Diyordu anacığım evimize varalım,
Diz çöküp ağlayarak Allaha yalvaralım.
Duamızı duyarak yüzümüzü güldürsün,
Mehmetçiğin süngüsü onları yere sersin.
Sözünü bitirmeden bir devriye göründü,
Yabancı erkek için kadın biraz büründü.
Dedi Kâmil evladım biraz yaklaş yanıma,
Adamın bakışları dokunuyor kanıma.
Artık hiç vakti yoktu, birazcık durmak için,
Kısa yol bulmalıydı evine varmak için.
Heyhat ki birdenbire, bir süngü parlamıştı,
O köpek soylu düşman, kadına hırlamıştı.
Her halinden belliydi "yüzünü aç" diyordu,
Vahşi bir ihtirasla sevinip gülüyordu.
Küçük Kâmil ağlayıp bir âh etti derinden,
Bir taş kucaklayarak fırlatmıştı yerinden.

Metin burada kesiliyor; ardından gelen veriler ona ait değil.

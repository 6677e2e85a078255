//! Geometric and stepper parameter data structures

use std::f64::consts::PI;
use std::time::Duration;

/// Dimensions of a Delta (3-DOF) mechanism. All lengths in millimeters.
/// See [parameters_robots.rs](parameters_robots.rs) for the reference set.
#[derive(Debug, Clone, Copy, PartialEq)]
pub struct DeltaParams {
    /// Distance from the base center to the driven joints.
    pub base_radius: f64,

    /// Distance from the end-effector center to its joints.
    pub effector_radius: f64,

    /// Length of the bar between the driven joint and the first undriven joint.
    pub l1: f64,

    /// Length of the bar between the first and second undriven joints.
    pub l2: f64,
}

/// Dimensions of a Quattro (4-DOF) mechanism. All lengths in millimeters.
#[derive(Debug, Clone, Copy, PartialEq)]
pub struct QuattroParams {
    /// Distance from the base center to the driven joints.
    pub base_radius: f64,

    /// Length of an end-effector bar.
    pub effector_bar: f64,

    /// Length of the bar between the driven joint and the first undriven joint.
    pub l1: f64,

    /// Length of the bar between the first and second undriven joints.
    pub l2: f64,
}

/// Dimensions of a 6-RUS strut mechanism. All lengths in millimeters.
#[derive(Debug, Clone, Copy, PartialEq)]
pub struct SixRusParams {
    /// Length of the driven crank.
    pub l1: f64,

    /// Length of the coupler rod.
    pub l2: f64,

    /// Effector joint offset along x.
    pub dx: f64,

    /// Effector joint offset along y.
    pub dy: f64,

    /// Base joint offset along x.
    pub base_dx: f64,

    /// Base joint offset along y.
    pub base_dy: f64,
}

/// Microstep resolution selectable on the stepper driver. Finer resolutions
/// trade speed for positioning precision.
#[derive(Debug, Clone, Copy, PartialEq, Eq)]
pub enum Resolution {
    Full,
    Half,
    Quarter,
    Eighth,
    Sixteenth,
    ThirtySecond,
}

impl Resolution {
    /// The fraction of a full step one pulse advances the motor by.
    pub fn factor(&self) -> f64 {
        match self {
            Resolution::Full => 1.0,
            Resolution::Half => 1.0 / 2.0,
            Resolution::Quarter => 1.0 / 4.0,
            Resolution::Eighth => 1.0 / 8.0,
            Resolution::Sixteenth => 1.0 / 16.0,
            Resolution::ThirtySecond => 1.0 / 32.0,
        }
    }
}

/// Stepper timing parameters shared by all axes of one robot.
#[derive(Debug, Clone, Copy)]
pub struct StepperConfig {
    /// Microstep resolution the robot normally runs at.
    pub resolution: Resolution,

    /// Full steps per motor revolution (200 for the usual 1.8 degree motors).
    pub steps_per_rev: u32,

    /// Inter-pulse delay at full-step resolution, in seconds. Lower allows
    /// faster rotation but is more susceptible to missed steps.
    pub base_delay: f64,
}

impl StepperConfig {
    /// Shaft angle one pulse advances the motor by, in radians.
    pub fn step_angle(&self) -> f64 {
        self.resolution.factor() * 2.0 * PI / self.steps_per_rev as f64
    }

    /// Effective inter-pulse delay at the configured resolution.
    pub fn step_delay(&self) -> Duration {
        Duration::from_secs_f64(self.resolution.factor() * self.base_delay)
    }
}

#[cfg(test)]
mod tests {
    use super::*;

    #[test]
    fn step_angle_at_thirty_second() {
        let config = StepperConfig {
            resolution: Resolution::ThirtySecond,
            steps_per_rev: 200,
            base_delay: 0.004,
        };
        // 6400 microsteps per revolution
        assert!((config.step_angle() - 2.0 * PI / 6400.0).abs() < 1e-15);
        assert_eq!(config.step_delay(), Duration::from_micros(125));
    }

    #[test]
    fn resolution_factors_halve() {
        let all = [
            Resolution::Full,
            Resolution::Half,
            Resolution::Quarter,
            Resolution::Eighth,
            Resolution::Sixteenth,
            Resolution::ThirtySecond,
        ];
        for pair in all.windows(2) {
            assert!((pair[0].factor() / 2.0 - pair[1].factor()).abs() < 1e-15);
        }
    }
}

O küçük pençesiyle yerden aldığı taş,
Bu namus hırsızının kırılsın diye başı.
Bütün iman gücüyle ileriye atmıştır
Fakat düşman süngüsü sağ yanına batmıştı.
Kanları fışkırarak düştü upuzun yere,
Anasının feryadından dile geldi dağ, dere.
işte o gün Antepin ayranı kabarmıştı,
Ve cefa çemberini kanıyla koparmıştı.
Bu millet asırlardır namusunu koruyor,
Tarihten daha eski ve daha dik duruyor.